Weddings and funerals are major social events in every Orang Asli community, bringing everybody together - just as they are in every other community - obviously because they are markers in the cycle of life and death. At Bayo's funeral on June 5th, 2007, I listened to the lay preacher (a Temuan from Tanjong Malim Calvary Mission) recite the last rites just before they covered the tiny, hastily knocked-together plywood coffin with earth.
Bayo's family is one of two in Pertak Village who converted to Christianity, probably in the 1980s, before the Orang Asli Affairs Department began taking a dim view of missionary incursions (apart from Islamic) into Orang Asli communities.
"Let this be a reminder to us all," the lay preacher intoned, "that our existence on this earth is only temporary. What God gives, God also takes away. But even death is temporary, for our souls are immortal; and those who believe in Jesus Christ shall live forever in Heaven."

True, the entire basis of Christianity revolves around the belief that Jesus was bodily resurrected from his tomb and appeared before the Magdalene and the Apostles on what is now known as Easter Sunday.

The Orang Asli concept of the afterlife isn't all that different from the Christian version - except it doesn't require believing that Jesus is the only begotten Son of God. The physical form is only our fleshly baju (clothing), say the Temuan elders. Our roh (soul) does not die and already exists before we are born. Indeed, there doesn't seem to be much difference - apart from terminology - between what animists believe and what Christians, Muslims, Jews, Hindus, and Buddhists claim to believe. The common thread is the idea that the physical form is temporary, and the spiritual essence immortal. Now that is difficult to dispute, seeing as how plants, animals, and humans all go through a specific lifespan and then wither away before our eyes.

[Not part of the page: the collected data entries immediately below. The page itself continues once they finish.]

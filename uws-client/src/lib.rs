//! UWS HTTP Client
//!
//! An asynchronous client for IVOA Universal Worker Service endpoints.
//!
//! The client joins three pieces: the request encoders and XML models of
//! `uws-core`, and a [`JobServer`] transport. [`HttpJobServer`] is the
//! reqwest-backed transport; tests and embedders can supply their own.
//!
//! # Example
//!
//! ```no_run
//! use uws_client::{ServerConfig, UwsClient};
//! use uws_core::dto::ListFilter;
//!
//! #[tokio::main]
//! async fn main() -> anyhow::Result<()> {
//!     let client = UwsClient::connect(&ServerConfig::new("https://example.com/tap/async"))?;
//!
//!     let filter = ListFilter::new().with_phase("EXECUTING").with_last("10");
//!     for job_ref in client.get_job_list(&filter).await?.iter() {
//!         println!("{}", job_ref);
//!     }
//!     Ok(())
//! }
//! ```

pub mod config;
pub mod error;
mod jobs;
pub mod server;

// Re-export commonly used types
pub use config::ServerConfig;
pub use error::{ClientError, Result};
pub use server::{HttpJobServer, JobServer};

/// Client for one UWS job list
///
/// Operations are grouped by concern:
/// - Job list queries with filters
/// - Job retrieval, including blocking waits
/// - Job lifecycle (create, parameterize, run, abort, delete)
#[derive(Debug, Clone)]
pub struct UwsClient<S = HttpJobServer> {
    server: S,
}

impl UwsClient<HttpJobServer> {
    /// Create a client talking HTTP to the configured service
    ///
    /// # Example
    /// ```
    /// use uws_client::{ServerConfig, UwsClient};
    ///
    /// let config = ServerConfig::new("http://localhost:8080/uws").with_credentials("admin", "admin");
    /// let client = UwsClient::connect(&config).unwrap();
    /// assert_eq!(client.server().base_path(), "/uws");
    /// ```
    pub fn connect(config: &ServerConfig) -> Result<Self> {
        Ok(Self::new(HttpJobServer::new(config)?))
    }
}

impl<S: JobServer> UwsClient<S> {
    /// Create a client over any transport
    pub fn new(server: S) -> Self {
        Self { server }
    }

    /// Get the underlying transport
    pub fn server(&self) -> &S {
        &self.server
    }
}
//! Configuration module
//!
//! Connection settings and output mode shared by all commands.

use anyhow::{Context, Result};
use uws_client::{ServerConfig, UwsClient};

/// CLI configuration
#[derive(Debug, Clone)]
pub struct Config {
    /// Where the job list lives and how to authenticate
    pub server: ServerConfig,

    /// Print JSON instead of formatted output
    pub json: bool,
}

impl Config {
    /// Build an HTTP client for the configured service
    pub fn client(&self) -> Result<UwsClient> {
        UwsClient::connect(&self.server)
            .with_context(|| format!("Cannot connect to {}", self.server.url))
    }
}
//! Job results

use roxmltree::Node;
use serde::{Deserialize, Serialize};
use std::fmt;

use crate::domain::reference::Reference;
use crate::error::{Result, UwsError};
use crate::xml;

/// A result produced by a job, addressed by an xlink reference
#[derive(Debug, Clone, PartialEq, Eq, Serialize, Deserialize)]
pub struct JobResult {
    pub id: String,
    pub reference: Reference,
}

impl JobResult {
    pub fn new(id: impl Into<String>, reference: Reference) -> Result<Self> {
        let id = id.into();
        if id.is_empty() {
            return Err(UwsError::InvalidArgument(
                "result id cannot be empty".to_string(),
            ));
        }

        Ok(Self { id, reference })
    }

    /// Read a `<result id=".." xlink:href=".."/>` element
    pub fn from_xml(node: Node<'_, '_>) -> Result<Self> {
        let id = node
            .attribute("id")
            .ok_or_else(|| UwsError::malformed(xml::tag_of(node), "result without id"))?;

        Ok(Self {
            id: id.to_string(),
            reference: Reference::from_xml(node)?,
        })
    }
}

impl fmt::Display for JobResult {
    fn fmt(&self, f: &mut fmt::Formatter<'_>) -> fmt::Result {
        write!(f, "Result id '{}' reference: {}", self.id, self.reference)
    }
}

When generation after generation is told by professional priests (regardless of denomination or sect) that their sojourn on Earth is but temporary, that their true home is in the afterlife, can you blame humans for not taking proper care of their bodies - and, by extension, their earthly home? This sort of "teaching" also serves to placate the impoverished masses who might otherwise decide they've had enough of being exploited and oppressed by the "ruling class" and join forces to overthrow the Management (a scenario that has occurred several times within recent history, but invariably it's a case of "Meet the new boss, same as the old boss" as Orwell depicted so memorably in Animal Farm).
Add to this the Buddhist and Hindu teachings of karma and reincarnation (which some interpret as "fate" or "predestiny") and you have a ready-made excuse to shrug off other people's misfortunes by saying, "Oh well, it's their bad karma that they got napalmed by the Americans."

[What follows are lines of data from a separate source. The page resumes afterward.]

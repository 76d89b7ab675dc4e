// Copyright (c) 2025 Ronan LE MEILLAT, SCTG Development
// This file is part of the rust-pcf8591 project and is licensed under the
// SCTG Development Non-Commercial License v1.0 (see LICENSE.md for details).

//! I2C bus access for the PCF8591
//!
//! This module provides the hardware abstraction the measurement layer talks to:
//! - a native driver for Linux `/dev/i2c-*` device nodes
//! - a mock driver emulating a PCF8591 for development and tests
//!
//! Only the two SMBus transactions the PCF8591 needs are modelled: "write byte
//! data" (control byte + data byte) and "receive byte".

pub mod mock;
pub mod native;

use log::info;
use thiserror::Error;

use crate::config::{I2CBusConfig, I2CBusType};

/// Failure of a single bus transaction
#[derive(Error, Debug)]
pub enum BusError {
    #[error("I2C transfer failed: {0}")]
    Io(#[from] std::io::Error),

    #[error("no device acknowledged at address 0x{0:02X}")]
    NotPresent(u8),

    #[error("I2C bus unavailable: {0}")]
    Unavailable(String),
}

pub type Result<T> = std::result::Result<T, BusError>;

/// I2C bus driver trait for hardware abstraction
#[async_trait::async_trait]
pub trait I2CBusDriver {
    /// Send a command byte followed by one data byte to a device
    async fn write_byte_data(&mut self, address: u8, command: u8, value: u8) -> Result<()>;

    /// Read a single byte from a device, without a command byte
    async fn read_byte(&mut self, address: u8) -> Result<u8>;

    /// Check if device is present on the bus
    async fn device_present(&mut self, address: u8) -> Result<bool>;
}

/// Boxed driver as held by the measurement source
pub type BoxedBusDriver = Box<dyn I2CBusDriver + Send + Sync>;

/// Create the I2C bus driver selected by the configuration
pub fn create_bus_driver(config: &I2CBusConfig) -> BoxedBusDriver {
    match config.bus_type {
        I2CBusType::Native => {
            info!(
                "Using native I2C bus {} (fallback: {})",
                config.device,
                config.fallback_device.as_deref().unwrap_or("none")
            );
            Box::new(native::NativeI2CDriver::new(
                &config.device,
                config.fallback_device.as_deref(),
            ))
        }
        I2CBusType::Mock => {
            info!(
                "Using mock PCF8591 at 0x{:02X} with counts {:?}",
                config.address, config.mock_counts
            );
            Box::new(mock::MockPcf8591Driver::new(
                config.address,
                config.mock_counts,
            ))
        }
    }
}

Excuse me, but I'm inclined to view America's military adventurism as the result of an egocentric and opportunistic foreign policy rather than the workings of geopolitical karma. Bad management can be identified and redressed - and each citizen of every country shares the onus of restraining their leaders from gross, power-intoxicated misbehavior on the world stage.

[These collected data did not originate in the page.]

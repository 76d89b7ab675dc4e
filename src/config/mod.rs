// Copyright (c) 2025 Ronan LE MEILLAT, SCTG Development
// This file is part of the rust-pcf8591 project and is licensed under the
// SCTG Development Non-Commercial License v1.0 (see LICENSE.md for details).

//! Service configuration for the PCF8591 sampler
//!
//! This module loads, validates and saves the configuration of the sampling
//! service itself: which I2C bus to open, where the plugin files live and how
//! the sampler recovers from failures. The configuration is backed by a YAML
//! file and validated against an embedded JSON schema.
//!
//! This is not the plugin settings record edited from the host application
//! (enable flags, channel labels, log cap); that one is owned by
//! [`crate::store::ConfigStore`].
//!
//! ## Configuration Structure
//!
//! - `bus`: I2C bus driver selection and device address
//! - `storage`: data directory and file names of the persisted plugin files
//! - `sampler`: startup delay and error backoff of the sampling daemon
//!
//! ## Usage
//!
//! ```no_run
//! use rust_pcf8591::config::Config;
//! use std::path::Path;
//!
//! // Load config from file, creates a default if not found
//! let mut config = Config::from_file(Path::new("config.yaml")).unwrap();
//!
//! // Apply command line overrides if needed
//! config.apply_args(
//!     None,                              // Bus type
//!     Some("/dev/i2c-0".to_string()),    // Bus device
//!     Some(0x49),                        // Device address
//!     None,                              // Data directory
//! );
//!
//! println!("Sampling PCF8591 at 0x{:02X}", config.bus.address);
//! ```

pub mod bus;
pub mod sampler;
pub mod storage;
pub mod utils;

use std::fs::{self, File};
use std::io::Write;
use std::path::{Path, PathBuf};

use anyhow::{Context, Result};
use log::{debug, error};
use serde::{Deserialize, Serialize};

pub use bus::{I2CBusConfig, I2CBusType};
pub use sampler::SamplerConfig;
pub use storage::StorageConfig;
pub use utils::output_config_schema;

/// Embedded JSON schema of the service configuration file
pub(crate) const CONFIG_SCHEMA: &str = include_str!("../../resources/config.schema.json");

/// Root configuration structure of the sampling service.
///
/// Every section falls back to its defaults when absent from the file, so an
/// empty YAML document is a valid configuration.
#[derive(Debug, Clone, Default, Serialize, Deserialize)]
pub struct Config {
    /// I2C bus the PCF8591 is attached to.
    #[serde(default)]
    pub bus: I2CBusConfig,

    /// Location of the persisted plugin settings and sample log.
    #[serde(default)]
    pub storage: StorageConfig,

    /// Timing of the sampling daemon outside the user-configured interval.
    #[serde(default)]
    pub sampler: SamplerConfig,
}

impl Config {
    /// Helper method to create a sample config file when validation fails
    fn create_sample_config<P: AsRef<Path>>(path: P) -> Result<()> {
        let path = path.as_ref();
        let sample_path = path.with_extension("sample.yaml");
        debug!("Creating sample configuration file at {:?}", sample_path);

        if let Some(parent) = sample_path.parent() {
            if !parent.as_os_str().is_empty() && !parent.exists() {
                debug!("Creating parent directory: {:?}", parent);
                fs::create_dir_all(parent).with_context(|| {
                    format!(
                        "Failed to create parent directory for sample config at {:?}",
                        parent
                    )
                })?;
            }
        }

        Self::default()
            .save_to_file(&sample_path)
            .with_context(|| format!("Failed to save sample config to {:?}", sample_path))?;

        error!(
            "Sample configuration file created at {:?}\nPlease edit and rename it",
            sample_path
        );
        Ok(())
    }

    /// Load configuration from a file
    ///
    /// A missing file is created with the default configuration. A file that
    /// fails schema validation, deserialization or the specific rules is an
    /// error; a `*.sample.yaml` file with defaults is written next to it.
    pub fn from_file<P: AsRef<Path>>(path: P) -> Result<Self> {
        let path = path.as_ref();
        if !path.exists() {
            debug!(
                "Configuration file not found at {:?}, creating default",
                path
            );
            let default_config = Self::default();
            default_config.save_to_file(path)?;
            return Ok(default_config);
        }

        debug!("Loading configuration from {:?}", path);
        let contents = fs::read_to_string(path)
            .with_context(|| format!("Failed to read configuration file at {:?}", path))?;

        let yaml_value: serde_yml::Value = serde_yml::from_str(&contents)
            .with_context(|| format!("Failed to parse YAML configuration from {:?}", path))?;

        // An empty document deserializes to null, which means "all defaults"
        let json_value = match serde_json::to_value(&yaml_value).with_context(|| {
            format!("Failed to convert YAML to JSON for validation: {:?}", path)
        })? {
            serde_json::Value::Null => serde_json::Value::Object(Default::default()),
            other => other,
        };

        let schema: serde_json::Value =
            serde_json::from_str(CONFIG_SCHEMA).context("Failed to parse JSON schema")?;
        let validator = jsonschema::draft202012::options()
            .should_validate_formats(true)
            .build(&schema)?;

        debug!("Validating {} configuration against schema", path.display());
        if let Err(error) = validator.validate(&json_value) {
            error!("Configuration validation error before deserialization");
            Self::create_sample_config(path)?;
            anyhow::bail!("Configuration validation failed: {}", error);
        }

        debug!("Schema validation passed, deserializing into Config structure");
        let config: Config = match serde_json::from_value(json_value) {
            Ok(config) => config,
            Err(err) => {
                error!("Configuration deserialization error: {}", err);
                if let Err(e) = Self::create_sample_config(path) {
                    error!("Failed to create sample config: {}", e);
                }
                return Err(anyhow::anyhow!(
                    "Failed to deserialize configuration from {}: {}",
                    path.display(),
                    err
                ));
            }
        };

        if let Err(err) = utils::validate_specific_rules(&config) {
            error!("Configuration specific validation error: {}", err);
            Self::create_sample_config(path)?;
            return Err(err);
        }

        Ok(config)
    }

    /// Save the configuration to a file
    pub fn save_to_file<P: AsRef<Path>>(&self, path: P) -> Result<()> {
        let yaml =
            serde_yml::to_string(self).context("Failed to serialize configuration to YAML")?;

        let mut file = File::create(path.as_ref())
            .with_context(|| format!("Failed to create config file at {:?}", path.as_ref()))?;

        file.write_all(yaml.as_bytes())
            .with_context(|| format!("Failed to write configuration to {:?}", path.as_ref()))?;

        Ok(())
    }

    /// Apply command line arguments to override configuration values.
    ///
    /// Only the values that are explicitly provided override the loaded
    /// configuration.
    ///
    /// # Parameters
    ///
    /// * `bus_type` - Driver used to reach the I2C bus
    /// * `bus_device` - Device node of the I2C bus (e.g. `/dev/i2c-1`)
    /// * `address` - 7-bit address of the PCF8591
    /// * `data_dir` - Directory holding the settings and log files
    pub fn apply_args(
        &mut self,
        bus_type: Option<I2CBusType>,
        bus_device: Option<String>,
        address: Option<u8>,
        data_dir: Option<PathBuf>,
    ) {
        if let Some(bus_type) = bus_type {
            debug!("Overriding bus type from command line: {:?}", bus_type);
            self.bus.bus_type = bus_type;
        }
        if let Some(device) = bus_device {
            debug!("Overriding bus device from command line: {}", device);
            self.bus.device = device;
        }
        if let Some(address) = address {
            debug!("Overriding device address from command line: 0x{:02X}", address);
            self.bus.address = address;
        }
        if let Some(dir) = data_dir {
            debug!("Overriding data directory from command line: {:?}", dir);
            self.storage.data_dir = dir;
        }
    }
}
use anyhow::{Context, Result};
use log::{debug, info};
use std::sync::{
    atomic::{AtomicBool, Ordering},
    Arc,
};
use std::time::Duration;
use tokio::task::JoinHandle;
use tokio::time;

use crate::config::Config;
use crate::daemon::shared_state::SharedSamplerState;
use crate::plugin::PcfPlugin;

/// Interval between two heartbeat log lines
const HEARTBEAT_INTERVAL: Duration = Duration::from_secs(60);

/// Owns the plugin and the auxiliary tasks of the service
pub struct Daemon {
    plugin: Option<Arc<PcfPlugin>>,
    tasks: Vec<JoinHandle<Result<()>>>,
    running: Arc<AtomicBool>,
}

impl Default for Daemon {
    fn default() -> Self {
        Self::new()
    }
}

impl Daemon {
    /// Create a new daemon instance
    pub fn new() -> Self {
        Daemon {
            plugin: None,
            tasks: Vec::new(),
            running: Arc::new(AtomicBool::new(true)),
        }
    }

    /// Start the plugin and the heartbeat based on configuration
    pub fn launch(&mut self, config: &Config) -> Result<Arc<PcfPlugin>> {
        let plugin = Arc::new(PcfPlugin::start(config).context("Failed to start PCF8591 plugin")?);
        self.start_heartbeat(plugin.sampler().shared_state())?;
        self.plugin = Some(plugin.clone());
        Ok(plugin)
    }

    /// The running plugin, once launched
    pub fn plugin(&self) -> Option<Arc<PcfPlugin>> {
        self.plugin.clone()
    }

    /// Start a heartbeat task that logs sampler status periodically
    fn start_heartbeat(&mut self, state: SharedSamplerState) -> Result<()> {
        debug!("Starting heartbeat monitor");

        let running = self.running.clone();
        let task = tokio::spawn(async move {
            while running.load(Ordering::SeqCst) {
                time::sleep(HEARTBEAT_INTERVAL).await;
                let snapshot = state.read().await.clone();
                debug!(
                    "Daemon heartbeat: sampler {:?}, {} cycles ({} failed), readings {:?}",
                    snapshot.phase,
                    snapshot.cycles_completed,
                    snapshot.cycles_failed,
                    snapshot.last_readings
                );
            }
            Ok(())
        });

        self.tasks.push(task);
        Ok(())
    }

    /// Stop the auxiliary tasks; the sampler ends with the runtime
    pub fn shutdown(&self) {
        info!("Shutting down daemon tasks");
        self.running.store(false, Ordering::SeqCst);
        for task in &self.tasks {
            task.abort();
        }
    }

    /// Wait for all tasks to complete
    pub async fn join(self) -> Result<()> {
        for task in self.tasks {
            match task.await {
                Ok(result) => result?,
                Err(e) if e.is_cancelled() => {}
                Err(e) => log::error!("Task panicked: {}", e),
            }
        }
        Ok(())
    }
}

And if we each paused for a moment and consciously decided to wholeheartedly appreciate and esteem the natural beauty around us - instead of taking it all for granted as we seem to have done for generations - then, perhaps, we may begin to realize that we lose absolutely nothing by investing our energy in making our earthly sojourn as heavenly as possible. So what if each of us can only enjoy it for a brief lifespan? Indeed we may discover that when life on earth becomes truly paradisal, we might decide to extend our visas indefinitely (instead of complaining that "life's a bitch"), thereby making translation to an abstract notion of Heaven merely optional.

In this respect I'd much rather identify with the Descended Masters. Having experienced physical existence on this incredibly beautiful and boundlessly fascinating planet many times over (I've certainly had multiple flashbacks of parallel incarnations over the years), I've opted to adopt Earth as my base of operations and my permanent Home.